Abigail Shrier: Don't Judge Me
While Donald Trump and the even more recent newcomer to politics J.D. Vance have their detractors for their populist styles, Abigail Shrier says there are lessons to be learned from their appeals to a set of common experiences that can be overlooked in more high-minded or elitist approaches to politics. Shrier argues that even Joe Biden projects (at least to a subset of voters) an identification with real-world concerns and non-judgmentalism that can win over voters looking for “normal.”
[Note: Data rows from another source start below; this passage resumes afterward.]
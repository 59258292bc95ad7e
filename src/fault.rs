//! Fatal fault boundary
//!
//! Errors the receiver cannot recover from (codec failures, output device
//! failures) end here instead of being handled where they occur. The default
//! handler aborts, leaving restart to whatever supervises the process.

use std::fmt;
use std::sync::Arc;

/// Terminal handler for unrecoverable errors
pub trait FaultHandler: Send + Sync {
    fn fatal(&self, component: &'static str, error: &dyn fmt::Display) -> !;
}

/// Logs the fault and aborts the process
#[derive(Debug, Default, Clone, Copy)]
pub struct AbortOnFault;

impl FaultHandler for AbortOnFault {
    fn fatal(&self, component: &'static str, error: &dyn fmt::Display) -> ! {
        tracing::error!(component, "Fatal fault: {}", error);
        std::process::abort()
    }
}

pub type SharedFaultHandler = Arc<dyn FaultHandler>;

/// The process-wide default
pub fn abort_on_fault() -> SharedFaultHandler {
    Arc::new(AbortOnFault)
}
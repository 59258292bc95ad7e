//! # LAN Audio Receiver
//!
//! Firmware core of a network-attached audio receiver: it joins a network,
//! answers discovery broadcasts, accepts one transmitter at a time and plays
//! the Opus stream it receives.
//!
//! ## Architecture Overview
//!
//! ```text
//! ┌──────────────────────────────────────────────────────────────────────┐
//! │                              RECEIVER                                │
//! │                                                                      │
//! │  ┌──────────────────────────┐      connected?                        │
//! │  │  Connectivity Manager    │─────────────┬──────────────────┐       │
//! │  │  (network::connectivity) │             │                  │       │
//! │  └────────────┬─────────────┘             ▼                  ▼       │
//! │               │ link layer   ┌──────────────────┐  ┌──────────────┐  │
//! │               ▼              │ Audio Session    │  │  Discovery   │  │
//! │        ┌────────────┐        │ Server (TCP)     │  │  Responder   │  │
//! │        │ LinkLayer  │        │ network::session │  │  (UDP)       │  │
//! │        └────────────┘        └────────┬─────────┘  └──────────────┘  │
//! │                                       │ EncodedFrame (move)          │
//! │                                       ▼                              │
//! │                         ┌───────────────────────────┐                │
//! │                         │ Bounded Frame Queue (40)  │                │
//! │                         └─────────────┬─────────────┘                │
//! │                                       ▼                              │
//! │                         ┌───────────────────────────┐                │
//! │                         │ Playback Engine           │                │
//! │                         │  FrameCodec ─► PCM buffer │                │
//! │                         └─────────────┬─────────────┘                │
//! │                                       ▼                              │
//! │                               ┌──────────────┐                       │
//! │                               │ AudioOutput  │                       │
//! │                               └──────────────┘                       │
//! └──────────────────────────────────────────────────────────────────────┘
//! ```

pub mod audio;
pub mod codec;
pub mod config;
pub mod error;
pub mod fault;
pub mod network;
pub mod protocol;

pub use error::{Error, Result};

/// Application-wide constants
pub mod constants {
    /// Sample rate all frames are decoded at
    pub const DECODE_SAMPLE_RATE: u32 = 48000;

    /// Decoded channel count (stereo)
    pub const DECODE_CHANNELS: u16 = 2;

    /// Bytes per decoded sample (signed 16 bit)
    pub const SAMPLE_WIDTH_BYTES: usize = 2;

    /// Longest Opus frame duration in milliseconds
    pub const MAX_FRAME_DURATION_MS: usize = 120;

    /// Largest compressed frame accepted from a transmitter
    pub const MAX_ENCODED_FRAME_SIZE: usize = 4000;

    /// Size of the PCM scratch buffer in bytes
    pub const MAX_DECODED_FRAME_SIZE: usize = MAX_FRAME_DURATION_MS
        * DECODE_SAMPLE_RATE as usize
        / 1000
        * DECODE_CHANNELS as usize
        * SAMPLE_WIDTH_BYTES;

    /// Encoded frames buffered between session and playback
    pub const FRAME_QUEUE_CAPACITY: usize = 40;

    /// UDP port for discovery broadcasts
    pub const DISCOVERY_PORT: u16 = 58765;

    /// TCP port for audio sessions
    pub const AUDIO_PORT: u16 = 58764;

    /// Name announced in discovery responses
    pub const DEVICE_NAME: &str = "Audio-Network Receiver";

    /// Immediate reassociation attempts before a cooldown
    pub const MAX_CONNECT_RETRY_ATTEMPTS: u32 = 10;

    /// Pause after exhausting immediate reassociation attempts
    pub const RECONNECT_COOLDOWN_MS: u64 = 1000;

    /// Scan results considered when choosing an access point
    pub const MAX_SCAN_RESULTS: usize = 10;

    /// Audio buffered by the output device per service period
    pub const DEFAULT_OUTPUT_BUFFER_MS: u64 = 20;

    /// Receive buffer for discovery datagrams
    pub const DISCOVERY_BUFFER_SIZE: usize = 512;
}
use std::collections::BTreeMap;
use std::fmt;
use std::path::{Path, PathBuf};
use std::str::FromStr;

use chrono::{DateTime, Utc};
use serde::{Deserialize, Serialize};

/// Which side of the sync a record was read from.
#[derive(Debug, Clone, Copy, PartialEq, Eq, Hash, Serialize, Deserialize)]
#[serde(rename_all = "snake_case")]
pub enum Source {
    Local,
    Remote,
}

/// The fixed set of record fields that filters can address.
#[derive(Debug, Clone, Copy, PartialEq, Eq, Hash, PartialOrd, Ord)]
pub enum Field {
    Id,
    Path,
    Artist,
    AlbumArtist,
    Album,
    Title,
    TrackNumber,
    DiscNumber,
    Year,
    Genre,
    Created,
    Modified,
    Hash,
}

impl Field {
    pub const ALL: &'static [Field] = &[
        Field::Id,
        Field::Path,
        Field::Artist,
        Field::AlbumArtist,
        Field::Album,
        Field::Title,
        Field::TrackNumber,
        Field::DiscNumber,
        Field::Year,
        Field::Genre,
        Field::Created,
        Field::Modified,
        Field::Hash,
    ];

    pub fn name(&self) -> &'static str {
        match self {
            Self::Id => "id",
            Self::Path => "path",
            Self::Artist => "artist",
            Self::AlbumArtist => "album_artist",
            Self::Album => "album",
            Self::Title => "title",
            Self::TrackNumber => "track_number",
            Self::DiscNumber => "disc_number",
            Self::Year => "year",
            Self::Genre => "genre",
            Self::Created => "created",
            Self::Modified => "modified",
            Self::Hash => "hash",
        }
    }
}

impl fmt::Display for Field {
    fn fmt(&self, f: &mut fmt::Formatter<'_>) -> fmt::Result {
        f.write_str(self.name())
    }
}

/// Error for a field name outside [`Field::ALL`].
#[derive(Debug, Clone, PartialEq, Eq, thiserror::Error)]
#[error("unknown field '{0}'")]
pub struct UnknownField(pub String);

impl FromStr for Field {
    type Err = UnknownField;

    /// Case-insensitive; `_`, `-` and spaces are ignored so `trackNumber`,
    /// `track_number` and `tracknumber` all resolve to the same field.
    fn from_str(s: &str) -> Result<Self, Self::Err> {
        let key: String = s
            .chars()
            .filter(|c| !matches!(c, '_' | '-' | ' '))
            .collect::<String>()
            .to_lowercase();

        let field = match key.as_str() {
            "id" | "songid" => Self::Id,
            "path" | "filepath" => Self::Path,
            "artist" => Self::Artist,
            "albumartist" => Self::AlbumArtist,
            "album" => Self::Album,
            "title" => Self::Title,
            "tracknumber" | "track" => Self::TrackNumber,
            "discnumber" | "disc" => Self::DiscNumber,
            "year" | "date" => Self::Year,
            "genre" => Self::Genre,
            "created" | "creationtimestamp" => Self::Created,
            "modified" | "lastmodifiedtimestamp" => Self::Modified,
            "hash" | "contenthash" => Self::Hash,
            _ => return Err(UnknownField(s.to_string())),
        };
        Ok(field)
    }
}

/// An immutable song snapshot from either the local folder or the remote library.
///
/// `id` is unique within the collection the record came from: the absolute
/// path for local files, the service id for remote songs.
#[derive(Debug, Clone, PartialEq, Serialize, Deserialize)]
pub struct Record {
    pub id: String,
    pub source: Source,
    #[serde(default, skip_serializing_if = "Option::is_none")]
    pub path: Option<PathBuf>,

    #[serde(default)]
    pub artist: Option<String>,
    #[serde(default)]
    pub album_artist: Option<String>,
    #[serde(default)]
    pub album: Option<String>,
    #[serde(default)]
    pub title: Option<String>,
    #[serde(default)]
    pub track_number: Option<u32>,
    #[serde(default)]
    pub disc_number: Option<u32>,
    #[serde(default)]
    pub year: Option<i32>,
    #[serde(default)]
    pub genre: Option<String>,

    #[serde(default)]
    pub created: Option<DateTime<Utc>>,
    #[serde(default)]
    pub modified: Option<DateTime<Utc>>,

    /// Opaque content hash supplied by the tag reader or the remote service.
    #[serde(default)]
    pub hash: Option<String>,

    /// Fields the service or tags carry that filters don't address.
    #[serde(default, skip_serializing_if = "BTreeMap::is_empty")]
    pub extra: BTreeMap<String, String>,
}

impl Record {
    fn empty(id: String, source: Source) -> Self {
        Self {
            id,
            source,
            path: None,
            artist: None,
            album_artist: None,
            album: None,
            title: None,
            track_number: None,
            disc_number: None,
            year: None,
            genre: None,
            created: None,
            modified: None,
            hash: None,
            extra: BTreeMap::new(),
        }
    }

    /// A local record identified by its path.
    pub fn local(path: impl Into<PathBuf>) -> Self {
        let path = path.into();
        let mut record = Self::empty(path.to_string_lossy().into_owned(), Source::Local);
        record.path = Some(path);
        record
    }

    /// A remote record identified by the service id.
    pub fn remote(id: impl Into<String>) -> Self {
        Self::empty(id.into(), Source::Remote)
    }

    /// String form of a field, as seen by filters. `None` when the field is unset.
    pub fn value(&self, field: Field) -> Option<String> {
        match field {
            Field::Id => Some(self.id.clone()),
            Field::Path => self.path.as_ref().map(|p| p.to_string_lossy().into_owned()),
            Field::Artist => self.artist.clone(),
            Field::AlbumArtist => self.album_artist.clone(),
            Field::Album => self.album.clone(),
            Field::Title => self.title.clone(),
            Field::TrackNumber => self.track_number.map(|n| n.to_string()),
            Field::DiscNumber => self.disc_number.map(|n| n.to_string()),
            Field::Year => self.year.map(|y| y.to_string()),
            Field::Genre => self.genre.clone(),
            Field::Created => self.created.map(|t| t.to_rfc3339()),
            Field::Modified => self.modified.map(|t| t.to_rfc3339()),
            Field::Hash => self.hash.clone(),
        }
    }

    /// File extension of the local path, lowercased, if any.
    pub fn extension(&self) -> Option<String> {
        self.path
            .as_deref()
            .and_then(Path::extension)
            .and_then(|e| e.to_str())
            .map(|e| e.to_lowercase())
            .or_else(|| self.extra.get("format").map(|f| f.to_lowercase()))
    }
}

impl fmt::Display for Record {
    fn fmt(&self, f: &mut fmt::Formatter<'_>) -> fmt::Result {
        write!(
            f,
            "{} -- {} -- {} ({})",
            self.title.as_deref().unwrap_or("<title>"),
            self.artist.as_deref().unwrap_or("<artist>"),
            self.album.as_deref().unwrap_or("<album>"),
            self.id
        )
    }
}

/// Convert a service timestamp in epoch microseconds.
pub fn from_epoch_micros(micros: i64) -> Option<DateTime<Utc>> {
    DateTime::from_timestamp_micros(micros)
}

/// Sort by artist, album, disc, track, then title (case-insensitive).
pub fn sort_records(records: &mut [Record]) {
    fn lower(s: &Option<String>) -> String {
        s.as_deref().unwrap_or("").to_lowercase()
    }

    records.sort_by(|a, b| {
        lower(&a.artist)
            .cmp(&lower(&b.artist))
            .then_with(|| lower(&a.album).cmp(&lower(&b.album)))
            .then_with(|| a.disc_number.unwrap_or(0).cmp(&b.disc_number.unwrap_or(0)))
            .then_with(|| a.track_number.unwrap_or(0).cmp(&b.track_number.unwrap_or(0)))
            .then_with(|| lower(&a.title).cmp(&lower(&b.title)))
            .then_with(|| a.id.cmp(&b.id))
    });
}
[I]f politicians have something they want Americans to hear, they ought to dispense with the habits of self-righteousness, superiority and blame. Those ugly tics may help raise the Twitter waves that the Democrats’ mean girls surfed to fame: AOC & Friends. But they are turnoffs to an America that knows there is no “us” and “them” when it comes to pain and hardship and worry.
[…]
We are awfully fatigued by the finger-pointing and division. We hear much about what’s wrong with America, and what’s wrong with us. All of our national heroes have been denigrated: The Founders, yes, but even those who destroyed slavery, like Grant and Lincoln. Our children are getting the message; they head off to the Olympics and turn their backs on the American flag. Spare us talk of their high-minded principles: Young people manifesting that level of disrespect aren’t headed anywhere good.
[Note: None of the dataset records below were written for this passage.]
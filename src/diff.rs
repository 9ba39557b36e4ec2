//! Decide which songs of one collection are missing from another.
//!
//! Two identities are available. Hash mode compares opaque content hashes.
//! Metadata mode compares a [`DiffKey`] built from artist, album, title and
//! track number after normalization, so `"AC/DC"` and `"ac dc "` agree.

use std::collections::HashSet;

use thiserror::Error;

use crate::record::Record;

#[derive(Error, Debug, Clone, PartialEq, Eq)]
#[error("use one of --{0}/--no-{0}, not both")]
pub struct UsageError(pub &'static str);

/// Which identities a comparison uses.
#[derive(Debug, Clone, Copy, PartialEq, Eq)]
pub struct CompareMode {
    pub hash: bool,
    pub metadata: bool,
}

impl Default for CompareMode {
    fn default() -> Self {
        Self {
            hash: true,
            metadata: true,
        }
    }
}

impl CompareMode {
    /// Resolve `--use-X`/`--no-use-X` flag pairs on top of `defaults`.
    /// Giving both flags of a pair is a usage error.
    pub fn from_flags(
        defaults: CompareMode,
        use_hash: bool,
        no_use_hash: bool,
        use_metadata: bool,
        no_use_metadata: bool,
    ) -> Result<Self, UsageError> {
        if use_hash && no_use_hash {
            return Err(UsageError("use-hash"));
        }
        if use_metadata && no_use_metadata {
            return Err(UsageError("use-metadata"));
        }

        Ok(Self {
            hash: pick(defaults.hash, use_hash, no_use_hash),
            metadata: pick(defaults.metadata, use_metadata, no_use_metadata),
        })
    }
}

fn pick(default: bool, yes: bool, no: bool) -> bool {
    if yes {
        true
    } else if no {
        false
    } else {
        default
    }
}

/// Normalized metadata identity of a record.
#[derive(Debug, Clone, PartialEq, Eq, Hash)]
pub struct DiffKey {
    pub artist: String,
    pub album: String,
    pub title: String,
    pub track_number: Option<u32>,
}

impl DiffKey {
    pub fn of(record: &Record) -> Self {
        let norm = |v: &Option<String>| v.as_deref().map(normalize).unwrap_or_default();
        Self {
            artist: norm(&record.artist),
            album: norm(&record.album),
            title: norm(&record.title),
            track_number: record.track_number,
        }
    }
}

/// Case-fold, spell out `&`, turn punctuation into spaces and collapse runs
/// of whitespace.
pub fn normalize(value: &str) -> String {
    let folded = value.to_lowercase().replace('&', " and ");
    let spaced: String = folded
        .chars()
        .map(|c| if c.is_alphanumeric() { c } else { ' ' })
        .collect();
    spaced.split_whitespace().collect::<Vec<_>>().join(" ")
}

/// Records of `source` with no counterpart in `target`, in source order.
///
/// With both modes on, hash mode narrows the source first and metadata mode
/// runs on what is left, so a song counts as missing only if neither its
/// hash nor its metadata is found. With neither mode, everything is missing.
pub fn find_missing(source: Vec<Record>, target: &[Record], mode: CompareMode) -> Vec<Record> {
    let mut missing = source;

    if mode.hash {
        missing = missing_by_hash(missing, target);
    }
    if mode.metadata {
        missing = missing_by_metadata(missing, target);
    }

    missing
}

pub fn missing_by_hash(source: Vec<Record>, target: &[Record]) -> Vec<Record> {
    let hashes: HashSet<&str> = target.iter().filter_map(|r| r.hash.as_deref()).collect();
    source
        .into_iter()
        .filter(|r| r.hash.as_deref().is_none_or(|h| !hashes.contains(h)))
        .collect()
}

pub fn missing_by_metadata(source: Vec<Record>, target: &[Record]) -> Vec<Record> {
    let keys: HashSet<DiffKey> = target.iter().map(DiffKey::of).collect();
    source
        .into_iter()
        .filter(|r| !keys.contains(&DiffKey::of(r)))
        .collect()
}
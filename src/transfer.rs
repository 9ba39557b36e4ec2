//! Upload, download and delete loops over a [`RemoteLibrary`].
//!
//! Each item is transferred on its own: a failure is logged and counted and
//! the loop moves on. The cancel flag is checked between items, so an
//! interrupt never leaves a half-written song behind.

use std::fs;
use std::path::{Component, Path, PathBuf};
use std::sync::LazyLock;
use std::sync::atomic::{AtomicBool, Ordering};

use regex::{Captures, Regex};
use serde::Serialize;

use crate::record::Record;
use crate::remote::RemoteLibrary;
use crate::report::{Event, EventKind, Outcome, Reporter};

pub const DEFAULT_TEMPLATE: &str = "%artist%/%album%/%track2% - %title%";

static PLACEHOLDER_RE: LazyLock<Regex> =
    LazyLock::new(|| Regex::new(r"%([A-Za-z0-9_]+)%").unwrap());

/// Counts for one transfer run.
#[derive(Debug, Clone, Default, PartialEq, Eq, Serialize)]
pub struct TransferSummary {
    pub total: usize,
    pub succeeded: usize,
    pub skipped: usize,
    pub failed: usize,
    /// The cancel flag stopped the loop before every item was handled.
    pub interrupted: bool,
}

/// Replace characters that are not allowed in a file name component.
pub fn sanitize_component(value: &str) -> String {
    let cleaned: String = value
        .chars()
        .map(|c| match c {
            '/' | '\\' | ':' | '*' | '?' | '"' | '<' | '>' | '|' => '_',
            c if c.is_control() => '_',
            c => c,
        })
        .collect();
    let trimmed = cleaned.trim().trim_end_matches('.');
    match trimmed {
        "" | "." | ".." => "_".to_string(),
        t => t.to_string(),
    }
}

/// Download destination pattern such as `%artist%/%album%/%track2% - %title%`.
///
/// Placeholders: `%artist%`, `%album_artist%`, `%album%`, `%title%`,
/// `%genre%`, `%year%`, `%track%`, `%track2%`, `%disc%`, `%disc2%`. Unknown
/// placeholders are kept literally. The file extension comes from the record.
#[derive(Debug, Clone, PartialEq, Eq)]
pub struct OutputTemplate {
    raw: String,
}

impl Default for OutputTemplate {
    fn default() -> Self {
        Self::new(DEFAULT_TEMPLATE)
    }
}

impl OutputTemplate {
    pub fn new(raw: impl Into<String>) -> Self {
        Self { raw: raw.into() }
    }

    pub fn as_str(&self) -> &str {
        &self.raw
    }

    /// The literal directory prefix before the first placeholder. This is
    /// where already-downloaded songs live.
    pub fn base_path(&self) -> PathBuf {
        let mut base = PathBuf::new();
        let mut templated = false;
        for component in Path::new(&self.raw).components() {
            if component.as_os_str().to_string_lossy().contains('%') {
                templated = true;
                break;
            }
            base.push(component);
        }
        // Without placeholders the last component is the file name
        if !templated {
            base.pop();
        }
        if base.as_os_str().is_empty() {
            PathBuf::from(".")
        } else {
            base
        }
    }

    /// Destination path for `record`, extension included.
    pub fn render(&self, record: &Record) -> PathBuf {
        let mut path = PathBuf::new();
        for component in Path::new(&self.raw).components() {
            match component {
                Component::Normal(part) => {
                    let part = part.to_string_lossy();
                    let rendered = PLACEHOLDER_RE.replace_all(&part, |caps: &Captures| {
                        placeholder(record, &caps[1])
                            .map(|v| if v.is_empty() { v } else { sanitize_component(&v) })
                            .unwrap_or_else(|| caps[0].to_string())
                    });
                    path.push(rendered.as_ref());
                }
                other => path.push(other),
            }
        }

        let ext = record.extension().unwrap_or_else(|| "mp3".to_string());
        let file_name = path
            .file_name()
            .map(|n| format!("{}.{ext}", n.to_string_lossy()))
            .unwrap_or_else(|| format!("{}.{ext}", sanitize_component(&record.id)));
        path.set_file_name(file_name);
        path
    }
}

fn placeholder(record: &Record, name: &str) -> Option<String> {
    let text = |v: &Option<String>, fallback: &str| {
        v.as_deref()
            .filter(|s| !s.trim().is_empty())
            .unwrap_or(fallback)
            .to_string()
    };

    let value = match name.to_lowercase().as_str() {
        "artist" => text(&record.artist, "Unknown Artist"),
        "album_artist" | "albumartist" => text(
            if record.album_artist.is_some() {
                &record.album_artist
            } else {
                &record.artist
            },
            "Unknown Artist",
        ),
        "album" => text(&record.album, "Unknown Album"),
        "title" => text(&record.title, "Unknown Title"),
        "genre" => text(&record.genre, "Unknown Genre"),
        "year" => record.year.map(|y| y.to_string()).unwrap_or_default(),
        "track" => record.track_number.unwrap_or(0).to_string(),
        "track2" => format!("{:02}", record.track_number.unwrap_or(0)),
        "disc" => record.disc_number.unwrap_or(0).to_string(),
        "disc2" => format!("{:02}", record.disc_number.unwrap_or(0)),
        _ => return None,
    };
    Some(value)
}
We could stand to hear a few things about what’s good about us, what’s great about this country. Pessimism about the future of America is high and rising across all age groups. Please tell us something, anything, that we might feel good about; please give us hope that America might be better next year.
Read the whole thing.
Kyle Smith: Undoing the Enlightenment
Writing at National Review, Kyle Smith aims a polemic at those he sees at orchestrating what he calls the Disenlightenment, a reversal of the advances in “reason, rationality, and empiricism” of the last few centuries. Both the left and right bear responsibility for the damage being done, Smith alleges, and it will require a conscious, sustained effort from both sides of the political continuum to prevent further decline.
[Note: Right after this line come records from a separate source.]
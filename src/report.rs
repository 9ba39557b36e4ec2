use std::sync::Mutex;

/// What stage produced an event.
#[derive(Debug, Clone, Copy, PartialEq, Eq)]
pub enum EventKind {
    Scan,
    Upload,
    Download,
    Delete,
}

#[derive(Debug, Clone, PartialEq, Eq)]
pub enum Outcome {
    /// The item was processed; the string carries a short label ("Uploaded", "Matched", ...)
    Done(String),
    Skipped(String),
    Failed(String),
}

impl Outcome {
    pub fn is_failure(&self) -> bool {
        matches!(self, Self::Failed(_))
    }
}

/// One processed item. `item` is the path or record id that identifies it.
#[derive(Debug, Clone, PartialEq, Eq)]
pub struct Event {
    pub kind: EventKind,
    pub item: String,
    pub outcome: Outcome,
}

/// Receives progress from the scanner and transfer loops.
///
/// `Sync` so the scanner can report from rayon workers.
pub trait Reporter: Sync {
    /// Called once before a batch with the number of items it will contain.
    fn start(&self, _kind: EventKind, _total: usize) {}

    fn event(&self, event: Event);

    fn finish(&self, _kind: EventKind) {}
}

/// Forwards events to the `log` facade.
#[derive(Debug, Default, Clone, Copy)]
pub struct LogReporter;

impl Reporter for LogReporter {
    fn event(&self, event: Event) {
        match &event.outcome {
            Outcome::Done(label) => log::debug!("{label} -- {}", event.item),
            Outcome::Skipped(reason) => log::debug!("Skipped {} | {reason}", event.item),
            Outcome::Failed(reason) => log::warn!("Failed -- {} | {reason}", event.item),
        }
    }
}

/// Keeps every event in memory. Handy for tests and for summaries.
#[derive(Debug, Default)]
pub struct CollectingReporter {
    events: Mutex<Vec<Event>>,
}

impl CollectingReporter {
    pub fn events(&self) -> Vec<Event> {
        self.events.lock().map(|e| e.clone()).unwrap_or_default()
    }
}

impl Reporter for CollectingReporter {
    fn event(&self, event: Event) {
        if let Ok(mut events) = self.events.lock() {
            events.push(event);
        }
    }
}
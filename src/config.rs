use std::path::PathBuf;

use directories::ProjectDirs;
use serde::Deserialize;

use crate::transfer::DEFAULT_TEMPLATE;

/// Application configuration loaded from TOML config file.
/// Every field has a default; the config file is optional and CLI flags
/// override whatever it sets.
#[derive(Debug, Deserialize, PartialEq)]
#[serde(default)]
pub struct AppConfig {
    /// Directories to scan when a command gets no paths.
    pub music_dirs: Vec<PathBuf>,
    /// Root of the mirror library.
    pub library: Option<PathBuf>,
    /// Directory levels to descend below each music dir. Unset = unbounded.
    pub max_depth: Option<usize>,
    /// Number of parallel tag readers. 0 = auto-detect (cores / 2, min 1).
    pub workers: usize,
    /// Filter expressions applied when no `--filter` is given.
    pub filters: Vec<String>,
    /// UTC offset for date flags, e.g. "+02:00". Unset = local timezone.
    pub timezone: Option<String>,
    /// Where `download` writes songs.
    pub download_template: String,
    pub exclude: ExcludeConfig,
    pub compare: CompareConfig,
}

impl Default for AppConfig {
    fn default() -> Self {
        Self {
            music_dirs: Vec::new(),
            library: None,
            max_depth: None,
            workers: 0,
            filters: Vec::new(),
            timezone: None,
            download_template: DEFAULT_TEMPLATE.to_string(),
            exclude: ExcludeConfig::default(),
            compare: CompareConfig::default(),
        }
    }
}

/// Path exclusion rules, merged with the `--exclude-*` flags.
#[derive(Debug, Deserialize, Default, PartialEq)]
#[serde(default)]
pub struct ExcludeConfig {
    pub paths: Vec<String>,
    pub regexes: Vec<String>,
    pub globs: Vec<String>,
}

/// Default comparison identities; `--use-*`/`--no-use-*` override them.
#[derive(Debug, Deserialize, PartialEq)]
#[serde(default)]
pub struct CompareConfig {
    pub hash: bool,
    pub metadata: bool,
}

impl Default for CompareConfig {
    fn default() -> Self {
        Self {
            hash: true,
            metadata: true,
        }
    }
}

impl AppConfig {
    /// Load config from `~/.config/tunesync/config.toml`.
    /// Returns default config if file doesn't exist.
    /// Logs a warning if the file exists but can't be parsed.
    pub fn load() -> Self {
        let config_path = Self::config_path();
        match config_path {
            Some(path) if path.exists() => match std::fs::read_to_string(&path) {
                Ok(contents) => match Self::parse(&contents) {
                    Ok(config) => {
                        log::info!("Loaded config from {}", path.display());
                        config
                    }
                    Err(e) => {
                        log::warn!("Failed to parse {}: {}. Using defaults.", path.display(), e);
                        Self::default()
                    }
                },
                Err(e) => {
                    log::warn!("Failed to read {}: {}. Using defaults.", path.display(), e);
                    Self::default()
                }
            },
            _ => {
                log::debug!("No config file found, using defaults");
                Self::default()
            }
        }
    }

    pub fn parse(contents: &str) -> Result<Self, toml::de::Error> {
        toml::from_str(contents)
    }

    /// Resolve worker count: 0 → auto-detect (cores / 2, min 1).
    pub fn resolve_workers(&self) -> usize {
        if self.workers > 0 {
            self.workers
        } else {
            let cores = std::thread::available_parallelism()
                .map(|n| n.get())
                .unwrap_or(2);
            (cores / 2).max(1)
        }
    }

    /// Get the config file path.
    pub fn config_path() -> Option<PathBuf> {
        ProjectDirs::from("", "", crate::APP_NAME)
            .map(|dirs| dirs.config_dir().join("config.toml"))
    }
}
Undoing the Enlightenment is an astonishingly bold undertaking that runs so contrary to centuries of progress in learning that it requires the frenzy of a guilt-wracked cult to sustain it. The Disenlightenment is fueled by a religious ecstasy that shares some characteristics with the Reformation (notably a dizzying rebirth of iconoclasm with no clear goal except the orgiastic thrill of destruction), while its reason-denying and reactionary elements recall the Romantic movement. Its unendingly bleak and despairing undertones set it apart, however, from the passion of Byron or Beethoven. No salvation or endpoint is ever suggested; the more vigorously the culture flatters and bends to the will of the Disenlighteners, the more they demand. “The only remedy to past discrimination is present discrimination. The only remedy to present discrimination is future discrimination” — Ibram X. Kendi’s now-famous precept is a chilling vision of scales that will never be balanced.
[…]
A dissatisfaction with Enlightenment rationalism, together with the spiritual void created by the turn from God to humanism, sparked the Romantic fad for new forms of mysticism and transcendence. As Steven Pinker notes in his book Enlightenment Now: The Case for Reason, Science, Humanism, and Progress, the Romantic movement was steeped in a kind of manic faith in progress, albeit one achieved via “mystical forces, laws, dialectics, struggles, unfoldings, destinies, ages of men, and evolutionary forces that propel mankind ever upward toward utopia.”
[…]
On the left, the catechisms of race and sex upend our hard-won understanding of justice as blind, fairness as a matter of rules-based procedure, and knowledge as independent of the identity of its discoverer. On the right, there is widespread refusal to accept unwelcome facts or the value of expertise. On both sides, disdain for science and reason is surging. The constituency for undoing the intellectual work of three centuries is broad. Writes Weiss on her Substack, “Revolutions can be bloodless, incremental and subtle. And they don’t require a strongman. They just require a sufficient number of well-positioned true believers and cowards.” A thought revolution is well under way, and its target is truth itself.
Read it all here.
Around Twitter:
A cancel culture incident interrupted by reality, fortunately before an innocent person’s life was ruined. Here a thread from Steve Staeger on the Major League baseball’s much ado about nothing this past weekend:
Via Andrew Sullivan: “The bigotry of no expectations.”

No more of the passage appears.